Nel mondo post-moderno il sentimento di rifiuto dello scontro, della conflittualità e della riconoscenza di un nemico – di un Hostis come direbbe Schmitt – assurge da valore morale ed è, secondo gli olocaustici e mortiferi politici odierni, generatore di benessere, prosperità e ricchezza; dimenticando tuttavia che il “Polemos è padre di tutte le cose” (1), distruttore ma anche ordinatore – poiché solo dal caos può sorgere una stella che danza.
È palese che il ripudio della guerra, del conflitto e dello scontro è stato imposto dalle forze “democratiche”, (basta leggere e mettere a confronto la nostra costituzione e quella Giapponese) – benché esse abbiano, ancora oggi, il passepartout per imporsi in maniera arbitraria e violenta – dopo la fine della seconda guerra mondiale: il tramonto definitivo dell’Europa, la sua disgregazione e l’avvento dell’Americanismo – forza che svilisce l’ethos dei popoli in nome di un’ideologia mercantilistica e materialistica – fu, per i popoli sconfitti, una oltraggiosa condanna che portò alla negazione dei propri valori nazionali ed all’eclissi del proprio spirito ormai corrotto dall’Americanismo. A tal proposito, è d’importanza apicale comprendere, al fine di abbattere questo nuovo e meschino codice deontologico, le motivazioni che ebbero i “liberatori” per imporre una tale condotta: la sfera del conflitto viene ripudiata e mitigata proprio perché lo spirito guerriero, cosi come il sentimento nazionale – ma più in generale tutto ciò che rientra nella dimensione metafisica e non materiale: un ideale, un valore, uno spirito, un sentimento – possono risultare pericolosi ed ostili ad un sistema che vuole rendere gli uomini succubi della materia, privi d’ideali e di prontezza di spirito – non più uomini solidi ma liquidi.
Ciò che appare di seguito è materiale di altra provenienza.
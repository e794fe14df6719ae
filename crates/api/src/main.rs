use std::net::{IpAddr, SocketAddr};
use std::sync::Arc;

use anyhow::Context;
use tracing_subscriber::{layer::SubscriberExt, util::SubscriberInitExt, EnvFilter};

use todo_api::config::{LogFormat, ServerConfig, StorageConfig};
use todo_api::router::build_app_router;
use todo_api::state::AppState;
use todo_core::store::{InMemoryTodoStore, TodoStore};
use todo_db::PgTodoStore;

const DEFAULT_LOG_FILTER: &str = "todo_api=debug,todo_core=debug,todo_db=debug,tower_http=debug";

#[tokio::main]
async fn main() -> anyhow::Result<()> {
    dotenvy::dotenv().ok();

    // --- Configuration ---
    let config = ServerConfig::from_env().context("Invalid server configuration")?;

    // --- Tracing ---
    init_tracing(config.log_format);
    tracing::info!(host = %config.host, port = %config.port, "Loaded server configuration");

    // --- Storage ---
    let store = connect_store(&config.storage).await?;

    // --- App state + router ---
    let state = AppState {
        store,
        config: Arc::new(config.clone()),
    };
    let app = build_app_router(state, &config);

    // --- Start server ---
    let host = config
        .host
        .parse::<IpAddr>()
        .with_context(|| format!("Invalid HOST address '{}'", config.host))?;
    let addr = SocketAddr::new(host, config.port);
    tracing::info!(%addr, "Starting server");

    let listener = tokio::net::TcpListener::bind(addr)
        .await
        .with_context(|| format!("Failed to bind to {addr}"))?;

    axum::serve(listener, app)
        .with_graceful_shutdown(shutdown_signal())
        .await
        .context("Server error")?;

    tracing::info!("Graceful shutdown complete");
    Ok(())
}

fn init_tracing(format: LogFormat) {
    let filter =
        EnvFilter::try_from_default_env().unwrap_or_else(|_| DEFAULT_LOG_FILTER.into());
    let registry = tracing_subscriber::registry().with(filter);

    match format {
        LogFormat::Text => registry.with(tracing_subscriber::fmt::layer()).init(),
        LogFormat::Json => registry
            .with(tracing_subscriber::fmt::layer().json())
            .init(),
    }
}

/// Build the configured storage gateway, running migrations for PostgreSQL.
async fn connect_store(storage: &StorageConfig) -> anyhow::Result<Arc<dyn TodoStore>> {
    match storage {
        StorageConfig::Memory => {
            tracing::warn!("Using in-memory storage; todos will not survive a restart");
            Ok(Arc::new(InMemoryTodoStore::new()))
        }
        StorageConfig::Postgres {
            database_url,
            max_connections,
        } => {
            let pool = todo_db::create_pool(database_url, *max_connections)
                .await
                .context("Failed to connect to database")?;
            tracing::info!(max_connections, "Database connection pool created");

            todo_db::health_check(&pool)
                .await
                .context("Database health check failed")?;
            tracing::info!("Database health check passed");

            todo_db::run_migrations(&pool)
                .await
                .context("Failed to run database migrations")?;
            tracing::info!("Database migrations applied");

            Ok(Arc::new(PgTodoStore::new(pool)))
        }
    }
}

/// Wait for a termination signal to initiate graceful shutdown.
///
/// Handles both SIGINT (Ctrl-C) and SIGTERM (on Unix).
async fn shutdown_signal() {
    let ctrl_c = async {
        if let Err(err) = tokio::signal::ctrl_c().await {
            tracing::error!(error = %err, "Failed to listen for Ctrl-C");
            std::future::pending::<()>().await;
        }
    };

    #[cfg(unix)]
    let terminate = async {
        match tokio::signal::unix::signal(tokio::signal::unix::SignalKind::terminate()) {
            Ok(mut signal) => {
                signal.recv().await;
            }
            Err(err) => {
                tracing::error!(error = %err, "Failed to install SIGTERM handler");
                std::future::pending::<()>().await;
            }
        }
    };

    #[cfg(not(unix))]
    let terminate = std::future::pending::<()>();

    tokio::select! {
        () = ctrl_c => {
            tracing::info!("Received SIGINT (Ctrl-C), starting graceful shutdown");
        }
        () = terminate => {
            tracing::info!("Received SIGTERM, starting graceful shutdown");
        }
    }
}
La mancanza di un ethos nazionale vero e non imposto, compatto e valoroso è il destino in cui sta sprofondando la nostra Europa dalla fine del II conflitto mondiale, e la perdita della parte conflittuale – che, come insegnano talvolta psicoanalisti come Freud è intrinsecamente umana – ha generato quell’infiacchimento dei popoli di cui ci parla Hegel.
Hegel ci insegna che le nostre autocoscienze vivono in una condizione Hobbesiana tale per cui “La relazione di ambedue le autocoscienze è dunque così costituita che esse danno prova reciproca di se stesse attraverso la lotta per la vita e la morte”. (2)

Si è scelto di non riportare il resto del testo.